How Long Is a Preapproval Good For? Read This Before Applying for a Mortgage!

How Long Is a Preapproval Good For? | What Is a Mortgage Preapproval? | How to Get Preapproved | Average Timeline | Regular Approval | Does Preapproval Hurt Your Credit? | How To Increase Preapproval Amount | Can You Get an Underwritten Preapproval?

A mortgage preapproval letter is typically good for 60 to 90 days. After 90 days, you’ll likely have to reapply.

A preapproval letter tells sellers that you’re a qualified buyer. Your lender will do a hard credit check and examine your financials to determine how much of a mortgage they’re willing to extend to you. A preapproval letter carries a lot of weight and shows sellers that you mean business.

This is especially important in hot markets, where you’ll compete against more buyers and bidding wars are common. A preapproval letter can get you to the top of the pile!

If you’re planning to buy a house, a trustworthy real estate agent can recommend lenders in your area and advise you on whether preapproval may help you prepare a winning offer.

What Is a Mortgage Preapproval?

A mortgage preapproval is a document from your lender that states that they’re willing to loan you a certain amount of money to buy a home.

Getting preapproved means that your lender has looked into your finances and determined that you’d qualify for a mortgage in the given amount, so sellers take it very seriously.

Keep in mind: Your chances of being denied a mortgage after getting a mortgage preapproval are pretty low, but not nonexistent. A preapproval is not an ironclad guarantee — the home you buy would still have to meet certain criteria, or your financial situation might change radically between the time they issue the preapproval letter and when you actually buy a home.

🔎 Prequalification vs. Preapproval
Prequalification and preapproval are similar — both mean that you are likely to get approved for a mortgage — but, in short, getting a preapproval is much better.

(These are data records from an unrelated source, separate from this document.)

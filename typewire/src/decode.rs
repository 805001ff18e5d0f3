//! The decode engine
//!
//! Decoding walks a schema and a wire value together and produces either a
//! fully typed [`Value`] or every validation error found along the way.
//! Composite schemas keep decoding siblings after a child fails, so a bad
//! payload reports all of its problems in one pass instead of one per
//! round trip. Failure never yields a partial value.
//!
//! Child decodes go through a recursion callback rather than plain
//! function calls. The callback is the whole middleware chain when one is
//! installed, so middleware observes every node visit, not just the root.

use std::collections::BTreeMap;

use base64::engine::general_purpose::STANDARD;
use base64::Engine as _;
use chrono::{DateTime, NaiveDate, NaiveDateTime, NaiveTime, Utc};
use tracing::trace;

use crate::context::Context;
use crate::error::Validated;
use crate::middleware::CodecConfig;
use crate::node::{
    FieldSchema, NativeType, RefinementSchema, SchemaKind, SchemaNode, SchemaRef,
};
use crate::value::Value;
use crate::wire::WireValue;

/// Recursion callback used for child decodes.
pub(crate) type DecodeRecurse<'a> = &'a dyn Fn(&Context, &SchemaRef, &WireValue) -> Validated<Value>;

static UNDEFINED: WireValue = WireValue::Undefined;

/// Decodes `wire` against `schema` from the root context, without
/// middleware and with the default codec configuration.
pub fn decode(schema: &SchemaRef, wire: &WireValue) -> Validated<Value> {
    decode_plain(&CodecConfig::default(), &Context::root(), schema, wire)
}

/// Decodes without middleware, from an explicit context and configuration.
pub fn decode_plain(
    config: &CodecConfig,
    ctx: &Context,
    schema: &SchemaRef,
    wire: &WireValue,
) -> Validated<Value> {
    let recurse = |child_ctx: &Context, child: &SchemaRef, value: &WireValue| {
        decode_plain(config, child_ctx, child, value)
    };
    decode_node(config, &recurse, ctx, schema, wire)
}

Getting a prequalification doesn’t require any verification of your financial information. Lenders only use a soft credit pull, so prequalification gives you (and sellers) a general idea of how much of a mortgage you might qualify for, but it’s just an estimate.

Preapproval involves more underwriting — your lender actually confirms your financials and does a hard credit pull. A preapproval carries more weight with sellers, since it’s a more authoritative statement about your financial situation.

» Read More: Prequalified vs Preapproved for a Home Loan: What’s the Difference?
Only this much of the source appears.